Отображенные Кесселем внешние черты героя являются «банально-ремизовскими». Они неоднократно повторяются во многих воспоминаниях, принадлежащих как друзьям, так и критически настроенным современникам писателя.
Для сравнения приведем лишь один характерный пример. Это воспоминания З. А. Шаховской о знакомстве с писателем в 1924 году (время, совпадающее с временем общения Ремизова и Кесселя):
«Ремизовы жили на 120-бис, авеню Моцарт. <…> Я нажала на кнопку звонка в не очень скоро открывшуюся мне дверь, показался маленький человечек, как-то особенно шуршащий ногами, сгорбленный и очкастый, со смешными, колдунскими вихорками, словно рожками, по обеим сторонам головы <…> и повел меня из маленькой передней в небольшую комнату. В ней не было светло, лампочка была малосильной, посреди стоял стол, не для работы, а для чая, а на веревочках, протянутых от стены к стене, висели всякие необычные предметы. Рыбья кость, висевшая рядом с мохнатым чертиком, меня особенно поразила, но еще больше поразил сам хозяин, его облик, его говор, хитрые его, как бы ощупывающие глаза, рассматривающие меня через большие круглые стекла очков, и ласковая, но не без лукавства, улыбочка» [444] .
444
Шаховская З. В поисках Набокова. Отражения. М., 1991. С. 121–122.
Как видим, сквозь легкий камуфляж в портрете Морского узнаваем облик Ремизова. Описание квартиры литературного героя также явно ассоциируется с местом обитания русского литератора (120 bis Av. Mozart 5 Villa Flore). Но одно ли использование черт внешности и облика жилища вызвало столь гневную реакцию со стороны Ремизова?
Если вновь вернуться к тексту романа «Княжеские ночи», то становится ясно, что французский писатель наряду с изображением нравов «русского Пигаля» отвел особое место художественному исследованию феномена творческой личности, причем поставил перед собой задачу рассмотреть ее функционирование в условиях «чужой культуры». В этом плане Кессель идет вослед и развивает дальше художественные интенции таких авторов, как Э. и Ж. Гонкуры («Актриса»), Э. Золя («Творчество»), А. Додэ («Сафо»).
Автор романа не только избрал для основы своего сюжета тургеневскую романную схему («русский человек на рандеву»), но и сумел ее остроумно обыграть.

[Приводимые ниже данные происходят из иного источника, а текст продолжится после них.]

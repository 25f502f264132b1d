//! # Shelf Engine
//!
//! The in-memory core of a spreadsheet-like editor for book records.
//!
//! This crate holds a collection of books imported from CSV (or generated),
//! lets callers edit it cell by cell, derives filtered, sorted and paginated
//! views from it, remembers which records changed since the import, and
//! writes the edited collection back to CSV.
//!
//! ## Design Principles
//!
//! - **No IO of its own**: callers hand in readers and writers
//! - **Stable identity**: record ids are assigned once at load and never change
//! - **Pure queries**: views are computed from a collection and never alter it
//! - **Atomic mutations**: every store operation is fully applied or not at all
//!
//! ## Core Concepts
//!
//! ### Records
//!
//! A [`Book`] has a sequential id, five editable [`Field`]s and a
//! `modified` flag that the first edit sets.
//!
//! ### Store
//!
//! The [`RecordStore`] keeps the live collection next to the pristine
//! snapshot taken at load time. [`RecordStore::reset`] throws away every
//! edit; [`RecordStore::diff`] lists them.
//!
//! ### Queries
//!
//! The [`query`] module filters, sorts and paginates. [`ViewState`] holds
//! the parameters a user picked and composes them in the fixed order
//! filter → sort → paginate.
//!
//! ## Quick Start
//!
//! ```rust
//! use shelf_engine::{import, Field, RecordStore, ViewState};
//!
//! let csv = "Title,Author,Genre,PublishedYear,ISBN\n\
//!            A,X,Fiction,1999,111\n\
//!            B,Y,Fiction,2001,222\n";
//!
//! // 1. Import
//! let books = import::import_csv(csv.as_bytes()).unwrap();
//!
//! // 2. Load
//! let mut store = RecordStore::new();
//! store.load(books).unwrap();
//!
//! // 3. Edit
//! store.edit(1, Field::Title, "Z");
//! assert!(store.has_modifications());
//!
//! // 4. View
//! let view = ViewState::new().render(store.records(), 50);
//! assert_eq!(view.page.items[0].title, "Z");
//!
//! // 5. Export
//! let out = import::to_csv_string(&store.export()).unwrap();
//! assert!(out.starts_with("Title,Author,Genre,PublishedYear,ISBN"));
//! ```

pub mod error;
pub mod generate;
pub mod import;
pub mod query;
pub mod record;
pub mod store;
pub mod view;

// Re-export main types at crate root
pub use error::{Error, ErrorKind};
pub use import::{ExportRow, RawRow};
pub use query::{Page, PageLink, SortOrder, Statistics};
pub use record::{Book, Field, FieldValue};
pub use store::{BulkUpdate, FieldChange, RecordDiff, RecordStore};
pub use view::{View, ViewState};

/// Type aliases for clarity
pub type RecordId = u64;
pub type Year = i32;
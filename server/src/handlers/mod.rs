//! Request handlers for dataset, view and record operations.

mod dataset;
mod records;
pub mod view;

pub use dataset::*;
pub use records::*;
pub use view::ViewUpdate;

В «Княжеских ночах» «на рандеву» оказался герой-писатель — законный «наследник» заветов «великих старцев» русской литературы XIX века — И. Тургенева, Ф. Достоевского, Л. Толстого. Перед ним стояла классическая задача романного героя — спасти «падшую», воскресить душу человеческую для новой жизни.

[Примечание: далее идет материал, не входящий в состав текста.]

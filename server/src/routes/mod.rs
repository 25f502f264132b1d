//! HTTP route definitions.

mod dataset;
mod health;
mod records;
mod view;

use crate::AppState;
use axum::Router;

/// Create all application routes.
pub fn create_routes() -> Router<AppState> {
    Router::new()
        .merge(health::routes())
        .merge(dataset::routes())
        .merge(view::routes())
        .merge(records::routes())
}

Степан Морской — единственный избранник Елены, связавшей с любовью к нему надежду вырваться из-под власти «русского Пигаля». Вопрос о реализации чаяний героини — это художественная метафора, за которой в романе скрыта проверка на истинность моральных ценностей классической русской литературы, ставившей во главу угла «милость к падшим», сострадание к «униженным и оскорбленным».
Кессель строит образ своего героя — русского писателя — как воплощение самодостаточной творческой личности, для которой единственной ценностью и жизненной целью является сам процесс творчества.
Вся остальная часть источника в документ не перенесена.